After two frustrating weeks of delays, space shuttle Atlantis and its six astronauts blasted off Saturday on a mission to resume construction of the international space station for the first time since the Columbia disaster 3 1/2 years ago.

The shuttle rose from its seaside launch pad through a partly cloudy sky at 11:15 a.m. ET.

"It was worth the wait and we're ready to get to work," said Atlantis commander Brent Jett.

Jett and his team have trained for longer than any crew in the past, and the extra time will probably be an advantage. They face one of the most challenging construction tasks in space history.

As the shuttle streaked into space, more than 100 cameras zoomed in for any signs of foam breaking off its external fuel tank, the problem that doomed Columbia.

A chunk of the hard foam appeared to hit the shuttle's belly, but "it didn't look like there was any damage," Mission Control told the Atlantis crew. That foam loss, and another, came more than four minutes into the launch, when they pose less of a damage threat, said LeRoy Cain, chairman of the mission management team.

NASA also observed some ice falling off after the shuttle had reached orbit, again too late in the ascent to worry the space agency.

Launch director Mike Leinbach called the liftoff "really, really clean," and NASA Administrator Michael Griffin described it as "majestic."

"Not everything in the count leading up to this day was easy," Griffin said. "We had to dodge tropical storms, lightning strikes and things like that."

There was a slight problem when a freon coolant system did not work properly during ascent, but NASA did not view it as a major concern. The fuel cells that forced launch delays earlier in the week were working as expected, NASA spokesman Kyle Herring said.

"Great work!" astronaut Jeff Williams said minutes after the launch from the space station 220 miles above Earth.
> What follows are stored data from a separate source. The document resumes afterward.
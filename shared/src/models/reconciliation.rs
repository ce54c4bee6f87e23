//! Weekly reconciliation result models

use serde::{Deserialize, Serialize};
use std::collections::BTreeMap;
use uuid::Uuid;

use super::{
    AmendmentRecord, StoreHierarchy, SubmissionRecord, UserProfile, WeekSelection, WeeklyPlanLine,
};

/// Number of logical steps a reconciliation run reports progress over
pub const RECONCILIATION_STEPS: u32 = 9;

/// Outcome of matching a plan line's store name to the hierarchy
#[derive(Debug, Clone, PartialEq, Eq, Serialize, Deserialize)]
#[serde(tag = "kind", content = "value", rename_all = "snake_case")]
pub enum StoreResolution {
    Resolved(Uuid),
    Unresolved(String),
}

impl StoreResolution {
    pub fn store_id(&self) -> Option<Uuid> {
        match self {
            StoreResolution::Resolved(id) => Some(*id),
            StoreResolution::Unresolved(_) => None,
        }
    }

    pub fn is_resolved(&self) -> bool {
        matches!(self, StoreResolution::Resolved(_))
    }
}

/// A plan line with its store resolved and any amendment attached
#[derive(Debug, Clone, PartialEq, Eq, Serialize, Deserialize)]
pub struct ReconciledPlanItem {
    #[serde(flatten)]
    pub line: WeeklyPlanLine,
    pub store: StoreResolution,
    pub has_amendment: bool,
    pub amendment: Option<AmendmentRecord>,
}

impl ReconciledPlanItem {
    pub fn store_id(&self) -> Option<Uuid> {
        self.store.store_id()
    }

    /// Amended quantity if an override exists, otherwise the planned quantity
    pub fn effective_qty(&self) -> i32 {
        self.amendment
            .as_ref()
            .map(AmendmentRecord::effective_qty)
            .unwrap_or_else(|| self.line.planned_qty())
    }
}

/// Every accessible store with its slice of the week's items
#[derive(Debug, Clone, PartialEq, Eq, Serialize, Deserialize)]
pub struct StoreDataset {
    pub store: StoreHierarchy,
    pub items: Vec<ReconciledPlanItem>,
    /// False when nothing was uploaded for this store this week
    pub has_weekly_plan_data: bool,
    pub amendment_count: usize,
    pub submission: Option<SubmissionRecord>,
}

/// Counters describing how cleanly the join went
#[derive(Debug, Clone, Default, PartialEq, Eq, Serialize, Deserialize)]
pub struct JoinDiagnostics {
    pub matched_lines: usize,
    pub mismatched_lines: usize,
    pub lines_with_amendments: usize,
    /// Store names seen on plan lines but absent from the hierarchy, with line counts
    pub unresolved_store_names: BTreeMap<String, usize>,
    /// Names shared by more than one store in the hierarchy
    pub ambiguous_store_names: Vec<String>,
}

/// Progress of a long-running reconciliation load
#[derive(Debug, Clone, Default, PartialEq, Eq, Serialize, Deserialize)]
#[serde(rename_all = "camelCase")]
pub struct ReconciliationProgress {
    pub current_operation: String,
    pub completed: u32,
    pub total: u32,
    pub actual_records_loaded: usize,
    pub estimated_total: usize,
}

impl ReconciliationProgress {
    pub fn start() -> Self {
        Self {
            current_operation: "Starting".to_string(),
            completed: 0,
            total: RECONCILIATION_STEPS,
            actual_records_loaded: 0,
            estimated_total: 0,
        }
    }

    pub fn is_complete(&self) -> bool {
        self.completed >= self.total
    }
}

/// Everything a manager needs to review one week
#[derive(Debug, Clone, PartialEq, Eq, Serialize, Deserialize)]
pub struct WeeklyReconciliation {
    pub week: WeekSelection,
    pub user: UserProfile,
    pub stores: Vec<StoreHierarchy>,
    pub items: Vec<ReconciledPlanItem>,
    pub store_datasets: Vec<StoreDataset>,
    pub submissions: Vec<SubmissionRecord>,
    pub diagnostics: JoinDiagnostics,
    pub progress: ReconciliationProgress,
}

#[cfg(test)]
mod tests {
    use super::*;

    #[test]
    fn test_progress_uses_camel_case() {
        let json = serde_json::to_value(ReconciliationProgress::start()).unwrap();
        assert_eq!(json["currentOperation"], "Starting");
        assert_eq!(json["total"], 9);
        assert!(json.get("actualRecordsLoaded").is_some());
    }

    #[test]
    fn test_resolution_is_tagged() {
        let json = serde_json::to_value(StoreResolution::Unresolved("Quay Rd".into())).unwrap();
        assert_eq!(json["kind"], "unresolved");
        assert_eq!(json["value"], "Quay Rd");
    }
}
Atlantis carried one of the heaviest payloads ever launched into space — a 17 1/2 ton truss section that will be added to the half-built space station. It includes two solar arrays that will produce electricity for the orbiting outpost. Atlantis' weight was so much that it only had a crew of six, instead of the usual seven astronauts.

The astronauts will make three spacewalks during the 11-day flight to install the $372 million addition.

"In terms of spacewalk tasks, clearly these are the most complicated spacewalk and assembly tasks that ever have been done before," said Wayne Hale, NASA shuttle program manager.

Construction of the space station has been on hold since Columbia disintegrated over Texas, killing seven astronauts on their return to Earth in February 2003. Since then, NASA has struggled to find ways to prevent the breakaway of hard foam chunks like those that had fatally damaged Columbia's wing during liftoff.

Atlantis has four years to finish the construction project and retire the shuttle, reports CBS News space consultant Bill Harwood.

The space agency plans 14 more flights besides the Atlantis mission to complete the station before the shuttle fleet is retired in 2010 and NASA turns its attention to flying to the moon and Mars.

Atlantis' mission was supposed to take place in 2003. After training for the flight for a record 4 1/2 years, the six astronauts had to wait a little longer, when the launch was scrubbed four times over the past two weeks: first because of a lightning bolt that hit the launch pad, then Tropical Storm Ernesto, then a problem with the shuttle's electrical system, and then a faulty fuel gauge.

On Friday, the astronauts were already strapped in and the hatch sealed when NASA scrubbed an hour before the launch time because a sensor in the hydrogen fuel tank gave an abnormal reading as the shuttle was being fueled. That delay cost NASA $616,000.

If the shuttle did not get off the ground this week, NASA would have had to wait until late September or even late October to try again.

Russia plan to send a Soyuz capsule to the space station on Sept. 18, and it would be too crowded to have both spacecraft there at the same time. The Soyuz will bring two new crew members to the space station and Anousheh Ansari, a Texas entrepreneur who is to become the first female space tourist.

Atlantis' six crew members are commander Brent Jett, pilot Chris Ferguson and mission specialists Joe Tanner, Dan Burbank, Heidemarie Stefanyshyn-Piper and Steve MacLean of the Canadian Space Agency.